The Diagnostic and Statistical Manual of Mental Disorders provides the following diagnosis of Tourette Syndrome (TS), for a person to be diagnosed with TS, he or she must:

“1. Have both multiple motor tics (for example, blinking or shrugging the shoulders) and vocal tics (for example, humming, clearing the throat, or yelling out a word or phrase), although they might not always happen at the same time. 2. Have had tics for at least a year. The tics can occur many times a day (usually in bouts) nearly every day, or off and on. 3. Have tips that begin before he or she is 18 years of age. 4. Have symptoms that are not due to taking medicine or other drugs or due to having another medical condition (for example, seizures, Huntington disease, or post viral encephalitis).”

Having a diagnosis is an answer, for the families, but it rarely makes the symptoms go away. After the diagnosis, the battle begins to find the right amount of medication. However, over time the patient can adapt to the medicine and the trial and error of finding a medication will begin again.

The article did a good explaining that some friends and relative members might stay away from the family because the behaviors of the child make them feel uncomfortable, and people fear what they do not know. Haley tries to hold herself together while she is at school, but when she gets home she often can’t hold herself together, so her family feels the brunt of her behaviors.

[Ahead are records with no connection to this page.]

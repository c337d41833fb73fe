//! Build script for rclone-mountctl
//!
//! Embeds version information and an application manifest into Windows builds.

fn main() {
    #[cfg(windows)]
    {
        windows_resources();
    }

    println!("cargo:rerun-if-changed=build.rs");
}

#[cfg(windows)]
fn windows_resources() {
    use std::io::Write;

    let mut res = winres::WindowsResource::new();
    res.set("FileDescription", "rclone remote and mount manager");
    res.set("ProductName", "rclone-mountctl");
    res.set_manifest(WINDOWS_MANIFEST);

    if let Err(e) = res.compile() {
        let mut stderr = std::io::stderr();
        let _ = writeln!(
            stderr,
            "cargo:warning=Failed to compile Windows resources: {}",
            e
        );
    }
}

#[cfg(windows)]
const WINDOWS_MANIFEST: &str = r#"
<?xml version="1.0" encoding="UTF-8" standalone="yes"?>
<assembly xmlns="urn:schemas-microsoft-com:asm.v1" manifestVersion="1.0">
  <assemblyIdentity
    version="0.1.0.0"
    processorArchitecture="*"
    name="RcloneMountctl"
    type="win32"
  />
  <description>rclone remote and mount manager</description>

  <!-- Mounting through WinFsp needs no elevation -->
  <trustInfo xmlns="urn:schemas-microsoft-com:asm.v3">
    <security>
      <requestedPrivileges>
        <requestedExecutionLevel level="asInvoker" uiAccess="false"/>
      </requestedPrivileges>
    </security>
  </trustInfo>

  <compatibility xmlns="urn:schemas-microsoft-com:compatibility.v1">
    <application>
      <!-- Windows 10/11 -->
      <supportedOS Id="{8e0f7a12-bfb3-4fe8-b9a5-48fd50a15a9a}"/>
    </application>
  </compatibility>
</assembly>
"#;
//! Per-platform mount policy
//!
//! Linux and macOS mount onto an existing empty directory and let rclone
//! daemonize itself. WinFsp wants to create the mount directory itself and
//! rclone cannot daemonize on Windows, so the spawned process is the mount.

use std::ffi::OsString;
use std::path::Path;
use std::time::Duration;

use crate::utils::path::mount_dir_name;

/// How the mount directory must look before rclone is started
#[derive(Debug, Clone, Copy, PartialEq, Eq)]
pub enum DirPolicy {
    /// Directory must exist (FUSE)
    CreateIfMissing,
    /// Directory must not exist (WinFsp creates it)
    RemoveIfPresent,
}

/// One unmount attempt; tried in order until one succeeds
#[derive(Debug, Clone, PartialEq, Eq)]
pub struct UnmountCommand {
    pub program: String,
    pub args: Vec<String>,
    /// Append the mount path as the last argument
    pub takes_path: bool,
}

impl UnmountCommand {
    pub fn new(program: impl Into<String>, args: &[&str], takes_path: bool) -> Self {
        Self {
            program: program.into(),
            args: args.iter().map(|a| a.to_string()).collect(),
            takes_path,
        }
    }

    /// Arguments for `mount_point`
    pub fn args_for(&self, mount_point: &Path) -> Vec<OsString> {
        let mut args: Vec<OsString> = self.args.iter().map(OsString::from).collect();
        if self.takes_path {
            args.push(mount_point.as_os_str().to_os_string());
        }
        args
    }
}

/// Platform-dependent knobs of the mount lifecycle
#[derive(Debug, Clone)]
pub struct PlatformProfile {
    pub dir_policy: DirPolicy,
    /// Wait between spawning the mount and re-probing
    pub settle_interval: Duration,
    /// Pass `--daemon` so the mount process detaches itself
    pub daemonize: bool,
    /// Log to `<tmp>/rclone-mount-<name>.log` plus WinFsp-friendly cache limits
    pub windows_flags: bool,
    pub unmount_commands: Vec<UnmountCommand>,
    /// Whether a cron-style scheduler table exists
    pub supports_scheduler: bool,
}

impl PlatformProfile {
    /// Profile for the platform this binary was built for
    pub fn current() -> Self {
        if cfg!(windows) {
            Self::windows()
        } else if cfg!(target_os = "macos") {
            Self::macos()
        } else {
            Self::linux()
        }
    }

    pub fn linux() -> Self {
        Self {
            dir_policy: DirPolicy::CreateIfMissing,
            settle_interval: Duration::from_secs(1),
            daemonize: true,
            windows_flags: false,
            unmount_commands: vec![
                UnmountCommand::new("fusermount", &["-u"], true),
                UnmountCommand::new("umount", &[], true),
            ],
            supports_scheduler: true,
        }
    }

    pub fn macos() -> Self {
        Self {
            unmount_commands: vec![
                UnmountCommand::new("umount", &[], true),
                UnmountCommand::new("diskutil", &["unmount", "force"], true),
            ],
            ..Self::linux()
        }
    }

    pub fn windows() -> Self {
        Self {
            dir_policy: DirPolicy::RemoveIfPresent,
            settle_interval: Duration::from_secs(3),
            daemonize: false,
            windows_flags: true,
            // No per-mount handle survives a restart, so every rclone image goes.
            unmount_commands: vec![UnmountCommand::new(
                "taskkill",
                &["/f", "/im", "rclone.exe"],
                false,
            )],
            supports_scheduler: false,
        }
    }

    pub fn with_settle_interval(mut self, interval: Duration) -> Self {
        self.settle_interval = interval;
        self
    }

    pub fn with_unmount_commands(mut self, commands: Vec<UnmountCommand>) -> Self {
        self.unmount_commands = commands;
        self
    }

    /// Arguments of the mount invocation, after any global `--config` flag
    pub fn mount_args(&self, remote: &str, mount_point: &Path) -> Vec<OsString> {
        let mut args: Vec<OsString> = vec![
            "mount".into(),
            format!("{}:", remote).into(),
            mount_point.as_os_str().to_os_string(),
            "--vfs-cache-mode".into(),
            "writes".into(),
        ];
        if self.daemonize {
            args.push("--daemon".into());
        }
        if self.windows_flags {
            let log_file =
                std::env::temp_dir().join(format!("rclone-mount-{}.log", mount_dir_name(remote)));
            for flag in [
                "--vfs-cache-max-age",
                "1h",
                "--vfs-cache-max-size",
                "100M",
                "--log-level",
                "INFO",
                "--log-file",
            ] {
                args.push(flag.into());
            }
            args.push(log_file.into_os_string());
        }
        args
    }
}
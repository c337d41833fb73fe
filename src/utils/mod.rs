//! Small helpers shared across modules.

pub mod path;

pub use path::{expand_tilde, mount_dir_name};
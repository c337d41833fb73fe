//! Rclone process runner
//!
//! Wraps spawning rclone (and the few system tools the engine needs) with
//! captured output, hard timeouts and detached mount processes. Windows builds
//! hide the console window for every child.

use std::ffi::OsStr;
use std::path::{Path, PathBuf};
use std::process::Stdio;
use std::sync::{Arc, Mutex};
use std::time::Duration;
use tokio::io::{AsyncReadExt, AsyncWriteExt};
use tokio::process::Command;
use tokio::sync::watch;

use crate::error::{RemoteError, Result};

/// Windows-specific: CREATE_NO_WINDOW flag
#[cfg(windows)]
const CREATE_NO_WINDOW: u32 = 0x08000000;

/// Output from a foreground process
#[derive(Debug, Clone, Default)]
pub struct ProcessOutput {
    /// Standard output lines
    pub stdout: Vec<String>,
    /// Standard error lines
    pub stderr: Vec<String>,
    /// Exit status (-1 if killed or unknown)
    pub status: i32,
    /// Whether the process was killed due to timeout
    pub timed_out: bool,
}

impl ProcessOutput {
    /// Check if the command succeeded
    pub fn success(&self) -> bool {
        self.status == 0 && !self.timed_out
    }

    /// Get stdout as a single string
    pub fn stdout_string(&self) -> String {
        self.stdout.join("\n")
    }

    /// Get stderr as a single string
    pub fn stderr_string(&self) -> String {
        self.stderr.join("\n")
    }

    /// Best human-readable explanation of a failure
    pub fn diagnostic(&self) -> String {
        let stderr = self.stderr_string();
        if !stderr.trim().is_empty() {
            return stderr.trim().to_string();
        }
        let stdout = self.stdout_string();
        if !stdout.trim().is_empty() {
            return stdout.trim().to_string();
        }
        format!("exit code {}", self.status)
    }
}

/// Exit information of a detached process that has already terminated
#[derive(Debug, Clone)]
pub struct DetachedExit {
    /// Exit code, `None` if terminated by a signal
    pub code: Option<i32>,
    /// Everything the process wrote to stderr
    pub stderr: String,
}

/// Handle to a background process started by `spawn_detached`.
///
/// Dropping the handle does not stop the process.
#[derive(Debug)]
pub struct DetachedProcess {
    pid: Option<u32>,
    exit: watch::Receiver<Option<Option<i32>>>,
    stderr: Arc<Mutex<String>>,
}

impl DetachedProcess {
    pub fn pid(&self) -> Option<u32> {
        self.pid
    }

    /// Stderr captured so far
    pub fn stderr_text(&self) -> String {
        self.stderr
            .lock()
            .map(|s| s.trim().to_string())
            .unwrap_or_default()
    }

    /// Exit status and stderr if the process has already exited.
    ///
    /// Diagnostic only: a mount process that daemonizes exits 0 immediately.
    pub fn early_exit(&self) -> Option<DetachedExit> {
        let code = (*self.exit.borrow())?;
        Some(DetachedExit {
            code,
            stderr: self.stderr_text(),
        })
    }

    /// Ask the process group to stop. Best effort: a daemon that started its own
    /// session is not reached.
    pub async fn terminate(&self) {
        let Some(pid) = self.pid else {
            return;
        };
        if self.early_exit().is_some() {
            return;
        }

        #[cfg(unix)]
        {
            let Ok(pgid) = i32::try_from(pid) else {
                return;
            };
            // SAFETY: kill(2) with a negative pid signals the process group we created.
            let rc = unsafe { libc::kill(-pgid, libc::SIGTERM) };
            if rc != 0 {
                tracing::debug!("Failed to signal process group {}", pgid);
            } else {
                tracing::info!("Sent SIGTERM to mount process group {}", pgid);
            }
        }

        #[cfg(windows)]
        {
            let pid = pid.to_string();
            let result = ProcessRunner::run_program(
                "taskkill",
                &["/PID", pid.as_str(), "/T", "/F"],
                None,
                Some(Duration::from_secs(5)),
            )
            .await;
            if let Err(e) = result {
                tracing::debug!("taskkill for {} failed: {}", pid, e);
            }
        }
    }
}

/// Runs rclone processes with proper configuration
#[derive(Debug, Clone)]
pub struct ProcessRunner {
    /// Path to rclone executable
    exe_path: PathBuf,
    /// Path to rclone config file (optional)
    config_path: Option<PathBuf>,
}

impl ProcessRunner {
    /// Create a new rclone runner
    pub fn new(exe_path: impl AsRef<Path>) -> Self {
        Self {
            exe_path: exe_path.as_ref().to_path_buf(),
            config_path: None,
        }
    }

    /// Set the config file path
    pub fn with_config(mut self, config_path: impl AsRef<Path>) -> Self {
        self.config_path = Some(config_path.as_ref().to_path_buf());
        self
    }

    /// Get the executable path
    pub fn exe_path(&self) -> &Path {
        &self.exe_path
    }

    pub fn config_path(&self) -> Option<&Path> {
        self.config_path.as_deref()
    }

    /// Run a rclone command and capture output
    pub async fn run<S: AsRef<OsStr>>(
        &self,
        args: &[S],
        timeout: Option<Duration>,
    ) -> Result<ProcessOutput> {
        execute(self.build_command(args), &self.program_name(), None, timeout).await
    }

    /// Run a rclone command feeding `input` on stdin
    pub async fn run_with_input<S: AsRef<OsStr>>(
        &self,
        args: &[S],
        input: &str,
        timeout: Option<Duration>,
    ) -> Result<ProcessOutput> {
        execute(
            self.build_command(args),
            &self.program_name(),
            Some(input),
            timeout,
        )
        .await
    }

    /// Run a system program (crontab, umount, ...) and capture output
    pub async fn run_program<S: AsRef<OsStr>>(
        program: impl AsRef<OsStr>,
        args: &[S],
        input: Option<&str>,
        timeout: Option<Duration>,
    ) -> Result<ProcessOutput> {
        let program = program.as_ref();
        let mut cmd = Command::new(program);
        cmd.args(args);
        hide_console(&mut cmd);
        execute(cmd, &program.to_string_lossy(), input, timeout).await
    }

    /// Start a long-lived rclone process without waiting for it.
    ///
    /// Only a failure to start is an error. Exit codes are diagnostics, see
    /// [`DetachedProcess::early_exit`].
    pub fn spawn_detached<S: AsRef<OsStr>>(&self, args: &[S]) -> Result<DetachedProcess> {
        let mut cmd = self.build_command(args);
        cmd.stdout(Stdio::null())
            .stderr(Stdio::piped())
            .stdin(Stdio::null())
            .kill_on_drop(false);

        // Own process group so cancellation can signal everything it started
        #[cfg(unix)]
        cmd.process_group(0);

        let mut child = cmd.spawn().map_err(|source| RemoteError::SpawnFailed {
            program: self.program_name(),
            source,
        })?;
        let pid = child.id();
        tracing::debug!("Spawned detached {} (pid {:?})", self.program_name(), pid);

        let stderr_buf = Arc::new(Mutex::new(String::new()));
        if let Some(mut stderr) = child.stderr.take() {
            let buf = Arc::clone(&stderr_buf);
            tokio::spawn(async move {
                let mut chunk = [0u8; 4096];
                loop {
                    match stderr.read(&mut chunk).await {
                        Ok(0) | Err(_) => break,
                        Ok(n) => {
                            if let Ok(mut text) = buf.lock() {
                                text.push_str(&String::from_utf8_lossy(&chunk[..n]));
                            }
                        }
                    }
                }
            });
        }

        let (tx, rx) = watch::channel(None);
        tokio::spawn(async move {
            let code = child.wait().await.ok().and_then(|s| s.code());
            let _ = tx.send(Some(code));
        });

        Ok(DetachedProcess {
            pid,
            exit: rx,
            stderr: stderr_buf,
        })
    }

    /// Get rclone version
    pub async fn version(&self) -> Result<String> {
        let output = self
            .run(&["--version"], Some(Duration::from_secs(10)))
            .await?;
        if !output.success() {
            return Err(RemoteError::Validation(format!(
                "rclone --version failed: {}",
                output.diagnostic()
            )));
        }
        // First line usually contains "rclone vX.Y.Z"
        Ok(output.stdout.first().cloned().unwrap_or_default())
    }

    /// Whether the executable starts and answers `--version`
    pub async fn is_installed(&self) -> bool {
        self.version().await.is_ok()
    }

    /// Obscure a secret the way rclone stores passwords.
    ///
    /// The secret is passed on stdin so it never shows up in the process table.
    pub async fn obscure(&self, secret: &str) -> Result<String> {
        let output = self
            .run_with_input(&["obscure", "-"], secret, Some(Duration::from_secs(10)))
            .await?;
        if !output.success() {
            return Err(RemoteError::Validation(format!(
                "Failed to obscure password: {}",
                output.diagnostic()
            )));
        }
        let obscured = output.stdout_string().trim().to_string();
        if obscured.is_empty() {
            return Err(RemoteError::Validation(
                "rclone obscure returned no output".to_string(),
            ));
        }
        Ok(obscured)
    }

    fn program_name(&self) -> String {
        self.exe_path.display().to_string()
    }

    /// Build the command with appropriate flags
    fn build_command<S: AsRef<OsStr>>(&self, args: &[S]) -> Command {
        let mut cmd = Command::new(&self.exe_path);

        // Add config flag if set
        if let Some(ref config) = self.config_path {
            cmd.arg("--config").arg(config);
        }

        cmd.args(args);
        hide_console(&mut cmd);
        cmd
    }
}

fn hide_console(cmd: &mut Command) {
    #[cfg(windows)]
    cmd.creation_flags(CREATE_NO_WINDOW);
    #[cfg(not(windows))]
    let _ = cmd;
}

fn split_lines(bytes: &[u8]) -> Vec<String> {
    String::from_utf8_lossy(bytes)
        .lines()
        .map(String::from)
        .collect()
}

/// Spawn `cmd`, feed optional stdin, and wait for it under an optional timeout.
///
/// On timeout the child is killed and the result is marked `timed_out`.
async fn execute(
    mut cmd: Command,
    program: &str,
    input: Option<&str>,
    timeout: Option<Duration>,
) -> Result<ProcessOutput> {
    cmd.stdout(Stdio::piped())
        .stderr(Stdio::piped())
        .stdin(if input.is_some() {
            Stdio::piped()
        } else {
            Stdio::null()
        })
        .kill_on_drop(true);

    let mut child = cmd.spawn().map_err(|source| RemoteError::SpawnFailed {
        program: program.to_string(),
        source,
    })?;

    if let (Some(input), Some(mut stdin)) = (input, child.stdin.take()) {
        let data = input.as_bytes().to_vec();
        tokio::spawn(async move {
            let _ = stdin.write_all(&data).await;
            let _ = stdin.shutdown().await;
        });
    }

    let wait = child.wait_with_output();
    let output = match timeout {
        Some(limit) => match tokio::time::timeout(limit, wait).await {
            Ok(output) => output?,
            Err(_) => {
                // The dropped future kills the child.
                tracing::warn!("{} timed out after {}ms", program, limit.as_millis());
                return Ok(ProcessOutput {
                    status: -1,
                    timed_out: true,
                    ..ProcessOutput::default()
                });
            }
        },
        None => wait.await?,
    };

    Ok(ProcessOutput {
        stdout: split_lines(&output.stdout),
        stderr: split_lines(&output.stderr),
        status: output.status.code().unwrap_or(-1),
        timed_out: false,
    })
}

 The article also described the feelings that parents can have of “guilt, anger, and helplessness, and that siblings can feel “neglected, resentful or pressure to be problem-free themselves.” There is normally a financial strain on parents that have a child with multiple mental health diagnoses because of the care and attention that they need. In this case, the mother lost her job because she needed to take off to take care of her daughter, but the family really needed the income.

This article is useful to all individuals, because mental illness effects one out of every four people. The descriptions described in the article help individuals to understand what it is like to have a mental diagnosis, and it describes the effect that diagnosis has on the whole family. The article was written in 2006; and as a society, we have a long way to go to decrease the stigma that surrounds individuals with a mental health diagnosis.